Da qualche decennio buona parte dei gioielli è materialmente creata in Tailandia, a Bangkok. Grandi aziende di manifattura orafa lavorano per famose Maison, che disegnano le loro collezioni e poi appongono il loro marchio sui gioielli. Una di queste aziende è Jewel Tech, nata nel 1984 con il nome di SP Color Stones, che ha cambiato nome nel 1991. Ma, oltre a produrre gioielli in conto terzi, l’azienda commercializza gioielli anche con il proprio marchio Estée, presente spesso ai grandi appuntamenti dedicati alla gioielleria.
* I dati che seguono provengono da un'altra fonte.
use crate::index_lock::WriterLock;
use crate::Result;
use serde::{Deserialize, Serialize};
use std::fmt;
use std::ops::Deref;
use std::path::{Path, PathBuf};
use std::sync::Arc;

/// Where an index lives. Opaque to the orchestration code beyond equality and display.
#[derive(Debug, Clone, PartialEq, Eq, Hash, Serialize, Deserialize)]
#[serde(tag = "kind", content = "value", rename_all = "snake_case")]
pub enum IndexLocation {
    /// On-disk index rooted at a directory.
    Directory(PathBuf),
    /// Process-local index identified by name.
    InMemory(String),
}

impl IndexLocation {
    pub fn directory(path: impl Into<PathBuf>) -> Self {
        Self::Directory(path.into())
    }

    pub fn in_memory(name: impl Into<String>) -> Self {
        Self::InMemory(name.into())
    }

    #[must_use]
    pub fn as_path(&self) -> Option<&Path> {
        match self {
            Self::Directory(path) => Some(path),
            Self::InMemory(_) => None,
        }
    }
}

impl fmt::Display for IndexLocation {
    fn fmt(&self, f: &mut fmt::Formatter<'_>) -> fmt::Result {
        match self {
            Self::Directory(path) => write!(f, "{}", path.display()),
            Self::InMemory(name) => write!(f, "memory:{name}"),
        }
    }
}

/// The operations the indexer needs from an engine-backed index writer.
///
/// Every method takes `&self`: implementations synchronize internally so a single open
/// handle can be shared by the workers of one rebuild.
///
/// # Concurrency precondition
///
/// Implementations must tolerate concurrent [`update_document`](Self::update_document) and
/// [`delete_documents`](Self::delete_documents) calls against one open handle. They are *not*
/// required to tolerate two handles open against the same [`IndexLocation`]; the
/// [`ScopedWriter`](crate::ScopedWriter) serializes acquisition so that never happens within
/// this process.
pub trait WriterHandle: Send + Sync + 'static {
    type Term: Send + 'static;
    type Document: Send + 'static;

    /// Where the index written by this handle is stored.
    fn location(&self) -> IndexLocation;

    /// Replace every document matching `term` with `document`.
    fn update_document(&self, term: Self::Term, document: Self::Document) -> Result<()>;

    /// Remove every document matching `term`. Matching nothing is not an error.
    fn delete_documents(&self, term: Self::Term) -> Result<()>;

    /// Remove every document in the index.
    fn delete_all(&self) -> Result<()>;

    /// Make prior mutations durable and visible to new readers.
    fn commit(&self) -> Result<()>;

    /// Merge internal segments. Expensive; callers run it only when no other mutation is in
    /// flight on this handle.
    fn optimize(&self) -> Result<()>;

    /// Relinquish the handle. Must be safe to call after any earlier call failed.
    fn release(self) -> Result<()>
    where
        Self: Sized;
}

/// Produces writers bound to one storage location.
pub trait WriterFactory: Send + Sync + 'static {
    type Writer: WriterHandle;

    fn location(&self) -> IndexLocation;

    fn open(&self) -> Result<Self::Writer>;
}

/// Document type of the writers a factory produces.
pub type DocumentOf<F> = <<F as WriterFactory>::Writer as WriterHandle>::Document;

/// Term type of the writers a factory produces.
pub type TermOf<F> = <<F as WriterFactory>::Writer as WriterHandle>::Term;

/// A [`WriterFactory`] built from a location and a closure.
pub struct FnWriterFactory<F> {
    location: IndexLocation,
    open: F,
}

/// Adapt a closure into a [`WriterFactory`] bound to `location`.
pub fn writer_factory<W, F>(location: IndexLocation, open: F) -> FnWriterFactory<F>
where
    W: WriterHandle,
    F: Fn() -> Result<W> + Send + Sync + 'static,
{
    FnWriterFactory { location, open }
}

impl<W, F> WriterFactory for FnWriterFactory<F>
where
    W: WriterHandle,
    F: Fn() -> Result<W> + Send + Sync + 'static,
{
    type Writer = W;

    fn location(&self) -> IndexLocation {
        self.location.clone()
    }

    fn open(&self) -> Result<W> {
        (self.open)()
    }
}

/// A writer shared between the tasks of one scoped call.
///
/// Clones are cheap. The writer and its acquisition lock belong to the clones, not to the call
/// that opened them: whichever clone is dropped last releases the writer and only then gives up
/// the lock. Work that outlives its caller (a cancelled rebuild whose blocking workers are still
/// running) therefore keeps the location locked until it finishes.
pub struct SharedWriter<W: WriterHandle> {
    lease: Arc<Lease<W>>,
}

/// Exclusive use of one open writer. Released at most once.
pub(crate) struct Lease<W: WriterHandle> {
    writer: Option<W>,
    location: IndexLocation,
    // Declared after `writer`: the lock is dropped only once the writer has been released.
    _lock: Option<WriterLock>,
}

impl<W: WriterHandle> Lease<W> {
    /// Release the writer now, on the calling thread.
    pub(crate) fn release(mut self) -> Result<()> {
        match self.writer.take() {
            Some(writer) => writer.release(),
            None => Ok(()),
        }
    }
}

impl<W: WriterHandle> Drop for Lease<W> {
    fn drop(&mut self) {
        let Some(writer) = self.writer.take() else {
            return;
        };
        match writer.release() {
            Ok(()) => log::debug!("Index writer for {} released by its last holder", self.location),
            Err(err) => log::warn!("Index writer for {} failed to release: {err}", self.location),
        }
    }
}

impl<W: WriterHandle> SharedWriter<W> {
    pub(crate) fn new(writer: W, lock: Option<WriterLock>) -> Self {
        let location = writer.location();
        Self {
            lease: Arc::new(Lease {
                writer: Some(writer),
                location,
                _lock: lock,
            }),
        }
    }

    /// Number of live clones, including this one.
    #[must_use]
    pub fn holders(&self) -> usize {
        Arc::strong_count(&self.lease)
    }

    /// The lease, when this is the last clone.
    pub(crate) fn try_into_lease(self) -> std::result::Result<Lease<W>, Self> {
        Arc::try_unwrap(self.lease).map_err(|lease| Self { lease })
    }
}

impl<W: WriterHandle> Clone for SharedWriter<W> {
    fn clone(&self) -> Self {
        Self {
            lease: Arc::clone(&self.lease),
        }
    }
}

impl<W: WriterHandle> Deref for SharedWriter<W> {
    type Target = W;

    fn deref(&self) -> &W {
        self.lease
            .writer
            .as_ref()
            .unwrap_or_else(|| unreachable!("shared index writer taken before its last holder"))
    }
}

impl<W: WriterHandle> fmt::Debug for SharedWriter<W> {
    fn fmt(&self, f: &mut fmt::Formatter<'_>) -> fmt::Result {
        f.debug_struct("SharedWriter")
            .field("location", &self.lease.location)
            .field("holders", &self.holders())
            .finish()
    }
}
Una delle specialità della Maison è la creazione di gioielli con pietre colorate, con una tipologia di incastonatura invisibile, come quella inventata decenni fa da Van Cleef & Arpels. Non è un caso che la nascita di Jewel Tech sia legata alla lavorazione e vendita di rubini birmani, zaffiri di Ceylon e altre pietre preziose colorate. Ma Estée propone anche gioielli con perle, come testimonia l’anello moi et toi visto a Vicenzaoro. Jewel Tech impiega più di 200 artigiani internamente e continua a produrre collezioni esclusive per noti marchi di gioielleria.